The text is centered on the definition of citizenship what truly means to belong in a place. She
mentions the definition of ecotone, transitory spaces, in between and the edge effect.
She analyzes the works of two artists, Joanna Rajkowska and Nada Prlja. This essay was written
for an academic audience.
The author starts the essay talking about her experience of going back to her country to
reissue her identity card after moving to the UK and starts to question about her citizenship.
She asserts her identity card defines her identity but not her sense of belonging.
This passage really stroke me and made me question about my own sense of belonging. I am a
Dominican living in the United Kingdom for the second time. In hopes of wanting to legally
establish here in the UK, but politics and strict immigration enforcement don’t allow me. I am
and feel Dominican. I love my country, but I don’t find my sense of belonging in the
Dominican Republic. It made me question to what extend politics can dictate our lives? As a
Dominican should I just accept I was born in the Dominican Republic and settle for staying in
a country that doesn’t give me freedom or just try to live in the place where I could find my
sense of belonging. I would love to live without the worry about travel visa or work visa,
restrictions imposed due to my nationality. I strongly believe we should all be one nation
where people can live and work freely. The author mentions that another way of thinking
about belonging within and across spaces is Citizenship as it being tied to one’s identity. As
Sliwinska states it is not a voluntary membership, one do not choose where to be born.

The main reason I identified myself with Prlja experiments was that she raised awareness of
issues of inequalities and injustice in societies. Prlja states ‘It is human to leave a country and
this is recognized in political practice, but there is right to enter a country’. In my opinion,
there is a double standard. There are countries that refuse refugees but wealthy people have
access to buy their nationality and passport.

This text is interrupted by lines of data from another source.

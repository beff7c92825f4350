/// Error handling for the API server
///
/// This module provides a unified error type that maps to HTTP responses.
/// All handlers should return `Result<T, ApiError>` which automatically
/// converts to appropriate HTTP status codes.
///
/// # Example
///
/// ```text
/// async fn handler() -> ApiResult<Json<serde_json::Value>> {
///     let data = fetch_data().await?;
///     Ok(Json(json!({ "data": data })))
/// }
/// ```

use axum::{
    http::StatusCode,
    response::{IntoResponse, Response},
    Json,
};
use serde::{Deserialize, Serialize};
use std::fmt;

/// API result type alias
pub type ApiResult<T> = Result<T, ApiError>;

/// Unified API error type
#[derive(Debug)]
pub enum ApiError {
    /// Bad request (400)
    BadRequest(String),

    /// Unauthorized (401)
    Unauthorized(String),

    /// Forbidden (403)
    Forbidden(String),

    /// Not found (404)
    NotFound(String),

    /// Conflict (409) - e.g., duplicate username
    Conflict(String),

    /// Payload too large (413)
    PayloadTooLarge(String),

    /// Unprocessable entity (422) - validation errors
    ValidationError(Vec<ValidationErrorDetail>),

    /// Too many requests (429)
    RateLimitExceeded {
        retry_after: u64,
        message: String,
    },

    /// Internal server error (500)
    InternalError(String),

    /// Service unavailable (503)
    ServiceUnavailable(String),
}

/// Validation error detail
#[derive(Debug, Clone, Serialize, Deserialize)]
pub struct ValidationErrorDetail {
    /// Field that failed validation
    pub field: String,

    /// Error message
    pub message: String,
}

/// Error response format
#[derive(Debug, Serialize, Deserialize)]
pub struct ErrorResponse {
    /// Error code (e.g., "bad_request", "unauthorized")
    pub error: String,

    /// Human-readable error message
    pub message: String,

    /// Optional validation errors
    #[serde(skip_serializing_if = "Option::is_none")]
    pub details: Option<Vec<ValidationErrorDetail>>,
}

impl fmt::Display for ApiError {
    fn fmt(&self, f: &mut fmt::Formatter<'_>) -> fmt::Result {
        match self {
            ApiError::BadRequest(msg) => write!(f, "Bad request: {}", msg),
            ApiError::Unauthorized(msg) => write!(f, "Unauthorized: {}", msg),
            ApiError::Forbidden(msg) => write!(f, "Forbidden: {}", msg),
            ApiError::NotFound(msg) => write!(f, "Not found: {}", msg),
            ApiError::Conflict(msg) => write!(f, "Conflict: {}", msg),
            ApiError::PayloadTooLarge(msg) => write!(f, "Payload too large: {}", msg),
            ApiError::ValidationError(errors) => {
                write!(f, "Validation failed: {} errors", errors.len())
            }
            ApiError::RateLimitExceeded { message, .. } => {
                write!(f, "Rate limit exceeded: {}", message)
            }
            ApiError::InternalError(msg) => write!(f, "Internal error: {}", msg),
            ApiError::ServiceUnavailable(msg) => write!(f, "Service unavailable: {}", msg),
        }
    }
}

impl std::error::Error for ApiError {}

impl IntoResponse for ApiError {
    fn into_response(self) -> Response {
        // Handle rate limit separately to add Retry-After header
        if let ApiError::RateLimitExceeded { retry_after, message } = &self {
            let body = Json(ErrorResponse {
                error: "rate_limit_exceeded".to_string(),
                message: message.clone(),
                details: None,
            });

            let mut response = (StatusCode::TOO_MANY_REQUESTS, body).into_response();
            if let Ok(value) = axum::http::HeaderValue::from_str(&retry_after.to_string()) {
                response.headers_mut().insert("Retry-After", value);
            }
            return response;
        }

        let (status, error_code, message, details) = match self {
            ApiError::BadRequest(msg) => (
                StatusCode::BAD_REQUEST,
                "bad_request",
                msg,
                None,
            ),
            ApiError::Unauthorized(msg) => (
                StatusCode::UNAUTHORIZED,
                "unauthorized",
                msg,
                None,
            ),
            ApiError::Forbidden(msg) => (
                StatusCode::FORBIDDEN,
                "forbidden",
                msg,
                None,
            ),
            ApiError::NotFound(msg) => (
                StatusCode::NOT_FOUND,
                "not_found",
                msg,
                None,
            ),
            ApiError::Conflict(msg) => (
                StatusCode::CONFLICT,
                "conflict",
                msg,
                None,
            ),
            ApiError::PayloadTooLarge(msg) => (
                StatusCode::PAYLOAD_TOO_LARGE,
                "payload_too_large",
                msg,
                None,
            ),
            ApiError::ValidationError(errors) => (
                StatusCode::UNPROCESSABLE_ENTITY,
                "validation_error",
                "Request validation failed".to_string(),
                Some(errors),
            ),
            ApiError::RateLimitExceeded { message, .. } => (
                StatusCode::TOO_MANY_REQUESTS,
                "rate_limit_exceeded",
                message,
                None,
            ),
            ApiError::InternalError(msg) => {
                // Log internal errors but don't expose details to clients
                tracing::error!("Internal error: {}", msg);
                (
                    StatusCode::INTERNAL_SERVER_ERROR,
                    "internal_error",
                    "An internal error occurred".to_string(),
                    None,
                )
            }
            ApiError::ServiceUnavailable(msg) => (
                StatusCode::SERVICE_UNAVAILABLE,
                "service_unavailable",
                msg,
                None,
            ),
        };

        let body = Json(ErrorResponse {
            error: error_code.to_string(),
            message,
            details,
        });

        (status, body).into_response()
    }
}

/// Convert sqlx errors to API errors
impl From<sqlx::Error> for ApiError {
    fn from(err: sqlx::Error) -> Self {
        match err {
            sqlx::Error::RowNotFound => {
                ApiError::NotFound("Resource not found".to_string())
            }
            sqlx::Error::Database(db_err) => {
                // Check for unique constraint violations
                if let Some(constraint) = db_err.constraint() {
                    if constraint.contains("username") {
                        return ApiError::Conflict("Username already exists".to_string());
                    }
                    return ApiError::Conflict(format!("Constraint violation: {}", constraint));
                }

                // Other database errors are internal
                ApiError::InternalError(format!("Database error: {}", db_err))
            }
            _ => ApiError::InternalError(format!("Database error: {}", err)),
        }
    }
}

/// Convert auth errors to API errors
impl From<easel_shared::auth::middleware::AuthError> for ApiError {
    fn from(err: easel_shared::auth::middleware::AuthError) -> Self {
        match err {
            easel_shared::auth::middleware::AuthError::MissingCredentials => {
                ApiError::Unauthorized("Missing credentials".to_string())
            }
            easel_shared::auth::middleware::AuthError::InvalidFormat(msg) => {
                ApiError::BadRequest(msg)
            }
            easel_shared::auth::middleware::AuthError::InvalidToken(msg) => {
                ApiError::Unauthorized(msg)
            }
        }
    }
}

/// Convert password errors to API errors
impl From<easel_shared::auth::password::PasswordError> for ApiError {
    fn from(err: easel_shared::auth::password::PasswordError) -> Self {
        ApiError::InternalError(format!("Password operation failed: {}", err))
    }
}

/// Convert JWT errors to API errors
impl From<easel_shared::auth::jwt::JwtError> for ApiError {
    fn from(err: easel_shared::auth::jwt::JwtError) -> Self {
        match err {
            easel_shared::auth::jwt::JwtError::Expired => {
                ApiError::Unauthorized("Token expired".to_string())
            }
            easel_shared::auth::jwt::JwtError::InvalidIssuer { .. } => {
                ApiError::Unauthorized("Invalid token issuer".to_string())
            }
            _ => ApiError::Unauthorized(format!("Invalid token: {}", err)),
        }
    }
}

/// Convert image errors to API errors
///
/// Upload validation failures surface as 400s with the validation message;
/// filesystem failures stay internal.
impl From<easel_shared::images::store::ImageError> for ApiError {
    fn from(err: easel_shared::images::store::ImageError) -> Self {
        use easel_shared::images::store::ImageError;

        match err {
            ImageError::Io(e) => {
                ApiError::InternalError(format!("Image storage failed: {}", e))
            }
            other => ApiError::BadRequest(other.to_string()),
        }
    }
}
/// Like model and database operations
///
/// This module provides the Like model recording which users have liked which
/// posts. It is a plain junction table; the composite primary key guarantees
/// at most one like per (user, post) pair, which makes the like action a
/// toggle: inserting when absent, deleting when present.
///
/// # Schema
///
/// ```sql
/// CREATE TABLE likes (
///     user_id UUID NOT NULL REFERENCES users(id) ON DELETE CASCADE,
///     post_id UUID NOT NULL REFERENCES posts(id) ON DELETE CASCADE,
///     created_at TIMESTAMPTZ NOT NULL DEFAULT NOW(),
///     PRIMARY KEY (user_id, post_id)
/// );
/// ```
///
/// # Example
///
/// ```no_run
/// use easel_shared::models::like::Like;
/// use easel_shared::db::pool::{create_pool, DatabaseConfig};
/// use uuid::Uuid;
///
/// # async fn example(user_id: Uuid, post_id: Uuid) -> Result<(), Box<dyn std::error::Error>> {
/// let pool = create_pool(DatabaseConfig::default()).await?;
///
/// // Toggle: insert wins when the pair is new, otherwise remove it
/// let liked = if Like::create(&pool, user_id, post_id).await? {
///     true
/// } else {
///     Like::delete(&pool, user_id, post_id).await?;
///     false
/// };
///
/// let count = Like::count_for_post(&pool, post_id).await?;
/// println!("liked={} total={}", liked, count);
/// # Ok(())
/// # }
/// ```

use chrono::{DateTime, Utc};
use serde::{Deserialize, Serialize};
use sqlx::PgPool;
use uuid::Uuid;

/// Like model representing one user's like on one post
#[derive(Debug, Clone, Serialize, Deserialize, sqlx::FromRow)]
pub struct Like {
    /// User who liked the post
    pub user_id: Uuid,

    /// Liked post
    pub post_id: Uuid,

    /// When the like was recorded
    pub created_at: DateTime<Utc>,
}

impl Like {
    /// Records a like, doing nothing if the pair already exists
    ///
    /// Uses `ON CONFLICT DO NOTHING` so the primary key is the arbiter
    /// under concurrent requests.
    ///
    /// # Returns
    ///
    /// True if a new like was inserted, false if the user had already
    /// liked the post
    ///
    /// # Errors
    ///
    /// Returns an error if the post or user does not exist (FK violation)
    /// or the database connection fails
    pub async fn create(pool: &PgPool, user_id: Uuid, post_id: Uuid) -> Result<bool, sqlx::Error> {
        let result = sqlx::query(
            r#"
            INSERT INTO likes (user_id, post_id)
            VALUES ($1, $2)
            ON CONFLICT (user_id, post_id) DO NOTHING
            "#,
        )
        .bind(user_id)
        .bind(post_id)
        .execute(pool)
        .await?;

        Ok(result.rows_affected() > 0)
    }

    /// Removes a like
    ///
    /// # Returns
    ///
    /// True if a like was removed, false if none existed
    ///
    /// # Errors
    ///
    /// Returns an error if database connection fails
    pub async fn delete(pool: &PgPool, user_id: Uuid, post_id: Uuid) -> Result<bool, sqlx::Error> {
        let result = sqlx::query("DELETE FROM likes WHERE user_id = $1 AND post_id = $2")
            .bind(user_id)
            .bind(post_id)
            .execute(pool)
            .await?;

        Ok(result.rows_affected() > 0)
    }

    /// Checks whether a user has liked a post
    ///
    /// # Errors
    ///
    /// Returns an error if database connection fails
    pub async fn exists(pool: &PgPool, user_id: Uuid, post_id: Uuid) -> Result<bool, sqlx::Error> {
        let exists: bool = sqlx::query_scalar(
            r#"
            SELECT EXISTS(
                SELECT 1 FROM likes
                WHERE user_id = $1 AND post_id = $2
            )
            "#,
        )
        .bind(user_id)
        .bind(post_id)
        .fetch_one(pool)
        .await?;

        Ok(exists)
    }

    /// Counts likes on a post
    ///
    /// # Errors
    ///
    /// Returns an error if database connection fails
    pub async fn count_for_post(pool: &PgPool, post_id: Uuid) -> Result<i64, sqlx::Error> {
        let (count,): (i64,) = sqlx::query_as("SELECT COUNT(*) FROM likes WHERE post_id = $1")
            .bind(post_id)
            .fetch_one(pool)
            .await?;

        Ok(count)
    }
}

#[cfg(test)]
mod tests {
    use super::*;

    #[test]
    fn test_like_serializes() {
        let like = Like {
            user_id: Uuid::new_v4(),
            post_id: Uuid::new_v4(),
            created_at: Utc::now(),
        };

        let json = serde_json::to_value(&like).unwrap();
        assert!(json["user_id"].is_string());
        assert!(json["post_id"].is_string());
    }

    // Integration tests for database operations live in easel-api/tests.
}
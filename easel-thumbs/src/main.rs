//! # Easel Thumbnail Backfill
//!
//! Operational tool that regenerates thumbnails for images already in the
//! upload directory. Runs independently of the API server, for recovery
//! after a lost `thumbs/` directory or a thumbnail-size change.
//!
//! The scan covers regular files with an allowed image extension directly
//! in the upload directory. Existing thumbnails are kept unless `--force`
//! is given. Per-file failures are logged and counted but never abort the
//! run; the exit code is non-zero only when the upload directory itself is
//! missing or unreadable.
//!
//! ## Usage
//!
//! ```bash
//! cargo run -p easel-thumbs -- --uploads-dir data/uploads
//! cargo run -p easel-thumbs -- --force
//! ```

use anyhow::{bail, Context, Result};
use clap::Parser;
use easel_shared::images::{store, thumbnails};
use std::path::{Path, PathBuf};
use tracing_subscriber::{layer::SubscriberExt, util::SubscriberInitExt};

/// Thumbnail backfill for the Easel upload directory
#[derive(Parser)]
#[command(name = "easel-thumbs")]
#[command(about = "Regenerate thumbnails for stored uploads", long_about = None)]
struct Cli {
    /// Directory holding the uploaded images
    #[arg(long, default_value = "data/uploads")]
    uploads_dir: PathBuf,

    /// Overwrite thumbnails that already exist
    #[arg(long)]
    force: bool,

    /// Thumbnail bounding box edge in pixels
    #[arg(long, default_value_t = 300)]
    size: u32,
}

/// Counters for one backfill run
///
/// `candidates` counts files with an allowed image extension; `skipped`
/// also includes files that were passed over for having no image
/// extension at all.
#[derive(Debug, Default, Clone, PartialEq, Eq)]
struct Summary {
    candidates: u32,
    created: u32,
    skipped: u32,
    failed: u32,
}

fn main() -> Result<()> {
    // Initialize tracing
    tracing_subscriber::registry()
        .with(
            tracing_subscriber::EnvFilter::try_from_default_env()
                .unwrap_or_else(|_| "easel_thumbs=info".into()),
        )
        .with(tracing_subscriber::fmt::layer())
        .init();

    let cli = Cli::parse();
    let summary = run(&cli.uploads_dir, cli.force, cli.size)?;

    println!("--- Backfill result ---");
    println!("Candidates: {}", summary.candidates);
    println!("Created:    {}", summary.created);
    println!("Skipped:    {}", summary.skipped);
    println!("Failed:     {}", summary.failed);

    Ok(())
}

/// Scans the upload directory and fills in missing thumbnails
///
/// The `thumbs/` subdirectory is created if absent. Subdirectories
/// (including `thumbs/` itself) are never scanned.
fn run(uploads_dir: &Path, force: bool, size: u32) -> Result<Summary> {
    if !uploads_dir.is_dir() {
        bail!("Uploads directory not found: {}", uploads_dir.display());
    }

    let thumbs_dir = uploads_dir.join(thumbnails::THUMBS_SUBDIR);
    std::fs::create_dir_all(&thumbs_dir)
        .with_context(|| format!("creating {}", thumbs_dir.display()))?;

    let mut summary = Summary::default();

    let entries = std::fs::read_dir(uploads_dir)
        .with_context(|| format!("reading {}", uploads_dir.display()))?;

    for entry in entries {
        let entry = entry.with_context(|| format!("reading {}", uploads_dir.display()))?;
        let path = entry.path();
        if !path.is_file() {
            continue;
        }

        let filename = entry.file_name();
        let Some(filename) = filename.to_str() else {
            summary.skipped += 1;
            continue;
        };

        if store::allowed_extension(filename).is_none() {
            summary.skipped += 1;
            continue;
        }

        summary.candidates += 1;
        let dest = thumbs_dir.join(filename);

        if dest.exists() && !force {
            summary.skipped += 1;
            continue;
        }

        match thumbnails::generate_for_file(&path, &dest, size) {
            Ok(()) => {
                summary.created += 1;
                tracing::info!(thumbnail = %dest.display(), "Created thumbnail");
            }
            Err(e) => {
                summary.failed += 1;
                tracing::warn!(
                    source = %path.display(),
                    error = %e,
                    "Thumbnail generation failed"
                );
            }
        }
    }

    Ok(summary)
}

Another example of passive activism was the work of Rajkowska on her input of citizenship.
The approach how she explains her daughter’s birth as a poetic way of giving her child to
Germany. And she can unite the fracture relationship between Poland and Germany through
her Rosa’s birth. The way she consciously choose Germany for it. She exposes that by Rosa
being birthed in Germany she automatically belongs to Germany. In my opinion, Rosa is a
mixture of her background and her memories. If she is raised outside of Germany by English
and Polish parents with no German influence, It would be very challenging for Rosa to feel
like she belongs in Germany.

Questions
It’s it fair that politics nowadays dictates us where we can or can’t go?
What has feminism to do with the global immigration happening today?
If the author took her scope out of the eurozone and into the western hemisphere would her results be different?
References:
https://arts-london.academia.edu/BasiaSliwinska
Basia Sliwinska, ‘Transnational Embodied Belonging Within “Edge Habitats”’, Third Text, 29:4 (2015), pp. 287-309.